So You Want to Join a CSAApr 25th, 2012 | By Cecilia | Category: show tips, the show
Community Supported Agriculture (CSA) is a popular way for consumers to buy local, seasonal food directly from a farmer — and you’re finally ready to join one.
I asked Katie Kraemer Pitre of Tecolote Farm in Manor, Texas what questions someone ought to ask when choosing a farm and farmer from which to purchase a CSA subscription. She provided the following:
- How long is the commitment
- How many does a share feed, and
- How am I helping your farm?
When you join a CSA you are going into business with the farmer — usually on a season-by-season basis. The length of the season varies depending on where you live. The spring and summer season at Tecolote Farm, for example, is 18 weeks.
Your fee, often paid in full and in advance, underwrites the cost farmers incur when growing your food. Your share–many feed between two and four people for a week– is then delivered to your home or to a drop off site in your community on a specific day.
The fee you pay in advance allows the farmer to buy seeds and amendments for the season’s crops (as well as other farm expenses), but does not necessarily guarantee you will get a return on your investment. It is vital to keep in mind that when you subscribe to a CSA your are helping the farmer shoulder the risks and the rewards.

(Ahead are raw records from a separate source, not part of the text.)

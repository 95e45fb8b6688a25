//! `stashctl check`: one readiness probe against a running server.

use anyhow::{bail, Result};

use stashctl_core::{HarnessConfig, Probe};

pub async fn run(config: &HarnessConfig) -> Result<()> {
    let probe = config.readiness_probe();

    if probe.check().await {
        println!("ready ({})", probe.describe());
        Ok(())
    } else {
        bail!("server is not ready ({})", probe.describe());
    }
}
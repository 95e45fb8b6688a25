//! Lifecycle management for an external BlobStash server binary.
//!
//! Test suites (and the `stashctl` CLI) use this crate to launch the
//! server with the right arguments, wait until it can actually serve
//! requests, tear it down deterministically, and wipe its on-disk state
//! between runs.
//!
//! # Architecture
//!
//! ```text
//! Harness
//!   |
//!   |  run(opts) ---> ServerCommand --build--> ServerProcess::spawn
//!   |                                               |
//!   |       wait_until_ready(process, probe) <------+
//!   |           (TcpProbe | PathProbe, deadline + early-exit check)
//!   |
//!   |  shutdown() --> ServerProcess::terminate (SIGTERM, grace, SIGKILL)
//!   |  cleanup()  --> cleanup::remove_data_dir
//! ```
//!
//! The server itself is opaque: the harness only knows its CLI
//! (`blobstash --loglevel <level> [-scan] <config>`), the listen address
//! in its YAML config, and the data directory it writes.

pub mod cleanup;
pub mod command;
pub mod config;
pub mod error;
pub mod harness;
pub mod probe;
pub mod server;

// Re-export the primary public API at the crate root.
pub use command::ServerCommand;
pub use config::HarnessConfig;
pub use config::server_file::ServerConfigFile;
pub use error::HarnessError;
pub use harness::{Harness, RunOptions};
pub use probe::{PathProbe, Probe, ReadinessOpts, TcpProbe};
pub use server::ServerProcess;
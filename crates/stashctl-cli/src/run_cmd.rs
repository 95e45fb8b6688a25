//! `stashctl run`: start the server and supervise it until Ctrl-C.

use anyhow::{Context, Result};
use tracing::info;

use stashctl_core::harness::{Harness, RunOptions};
use stashctl_core::HarnessConfig;

pub async fn run(
    config: HarnessConfig,
    reindex: bool,
    log_level: Option<String>,
    clean: bool,
) -> Result<()> {
    let mut harness = Harness::new(config);

    harness
        .run(RunOptions { reindex, log_level })
        .await
        .context("failed to start server")?;

    info!("server ready; press Ctrl-C to stop");
    tokio::signal::ctrl_c()
        .await
        .context("failed to listen for Ctrl-C")?;

    harness.shutdown().await.context("failed to stop server")?;

    if clean {
        harness.cleanup();
    }

    Ok(())
}
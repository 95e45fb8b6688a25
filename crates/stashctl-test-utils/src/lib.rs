//! Shared fixtures for stashctl integration tests.
//!
//! Provides fake "blobstash" binaries as executable shell scripts written
//! into a tempdir. Each constructor models one server behavior the
//! harness has to cope with: crashing on startup, starting but never
//! becoming ready, refusing SIGTERM, or signalling readiness by touching
//! a path.
//!
//! Unix-only, like the suites that use it.

use std::path::{Path, PathBuf};

/// A fake server binary on disk. The script is deleted with the tempdir
/// when the fixture is dropped.
pub struct FakeServer {
    _dir: tempfile::TempDir,
    path: PathBuf,
}

impl FakeServer {
    /// Write an executable script with the given body.
    pub fn from_script(body: &str) -> Self {
        let dir = tempfile::tempdir().expect("failed to create fixture dir");
        let path = dir.path().join("fake_blobstash.sh");
        std::fs::write(&path, body).expect("failed to write fixture script");

        #[cfg(unix)]
        {
            use std::os::unix::fs::PermissionsExt;
            std::fs::set_permissions(&path, std::fs::Permissions::from_mode(0o755))
                .expect("failed to mark fixture script executable");
        }

        Self { _dir: dir, path }
    }

    /// Exits immediately with the given code, like a server that fails to
    /// mount its config or data directory.
    pub fn exits_with(code: i32) -> Self {
        Self::from_script(&format!("#!/bin/sh\nexit {code}\n"))
    }

    /// Runs until killed; never signals readiness.
    pub fn sleeps_forever() -> Self {
        Self::from_script("#!/bin/sh\nexec sleep 3600\n")
    }

    /// Ignores SIGTERM; only a SIGKILL takes it down.
    pub fn ignores_sigterm() -> Self {
        Self::from_script("#!/bin/sh\ntrap '' TERM\nwhile :; do sleep 1; done\n")
    }

    /// Touches `marker` to signal readiness, then runs until killed.
    pub fn touches_then_sleeps(marker: &Path) -> Self {
        Self::from_script(&format!(
            "#!/bin/sh\ntouch '{}'\nexec sleep 3600\n",
            marker.display()
        ))
    }

    /// Creates a data directory the way the real server does during
    /// bootstrap, then runs until killed.
    pub fn creates_dir_then_sleeps(data_dir: &Path) -> Self {
        Self::from_script(&format!(
            "#!/bin/sh\nmkdir -p '{}'\nexec sleep 3600\n",
            data_dir.display()
        ))
    }

    /// Writes the value of the named environment variable into `out`,
    /// then runs until killed. Used to assert env overrides reach the
    /// child.
    pub fn dumps_env_then_sleeps(var: &str, out: &Path) -> Self {
        Self::from_script(&format!(
            "#!/bin/sh\nprintf '%s' \"${var}\" > '{}'\nexec sleep 3600\n",
            out.display()
        ))
    }

    /// Path to the script.
    pub fn path(&self) -> &Path {
        &self.path
    }

    /// Path as a `&str`, for APIs that take the binary name as a string.
    pub fn path_str(&self) -> &str {
        self.path.to_str().expect("fixture path is valid UTF-8")
    }
}

#[cfg(test)]
mod tests {
    use super::*;

    #[test]
    fn script_is_written_and_executable() {
        let fake = FakeServer::exits_with(0);
        assert!(fake.path().exists());

        #[cfg(unix)]
        {
            use std::os::unix::fs::PermissionsExt;
            let mode = std::fs::metadata(fake.path()).unwrap().permissions().mode();
            assert_eq!(mode & 0o111, 0o111, "script should be executable");
        }
    }

    #[test]
    fn marker_script_embeds_the_path() {
        let tmp = tempfile::tempdir().unwrap();
        let marker = tmp.path().join("ready");
        let fake = FakeServer::touches_then_sleeps(&marker);

        let body = std::fs::read_to_string(fake.path()).unwrap();
        assert!(body.contains("touch"));
        assert!(body.contains(marker.to_str().unwrap()));
    }
}
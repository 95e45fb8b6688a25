//! Removal of the server's on-disk state between test runs.

use std::io;
use std::path::Path;

use tracing::debug;

use crate::error::HarnessError;

/// Recursively remove the server's data directory.
///
/// A missing directory is not an error (the server may never have
/// started). Anything else -- permissions, I/O -- is surfaced so it does
/// not silently mask a broken teardown.
pub fn remove_data_dir(path: &Path) -> Result<(), HarnessError> {
    match std::fs::remove_dir_all(path) {
        Ok(()) => {
            debug!(path = %path.display(), "removed data directory");
            Ok(())
        }
        Err(err) if err.kind() == io::ErrorKind::NotFound => Ok(()),
        Err(source) => Err(HarnessError::Cleanup {
            path: path.to_path_buf(),
            source,
        }),
    }
}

Because agriculture is affected by weather, pests, pestilence, and plain old fate, some shares may be sparse while others are abundant. The one thing you can depend on is your farmer’s commitment and dedication to growing you the best food they possibly can. You’ll always get something in your share, you just never know what or how much.
If you cannot live with that kind of uncertainty, this may not be a program for you. However, if you’re willing to take a chance on a farmer, you’ll end up with some of the freshest, best tasting food you’ve ever had, and know exactly where it came from, how it was grown, and who made it possible.
Isn’t that worth a little risk?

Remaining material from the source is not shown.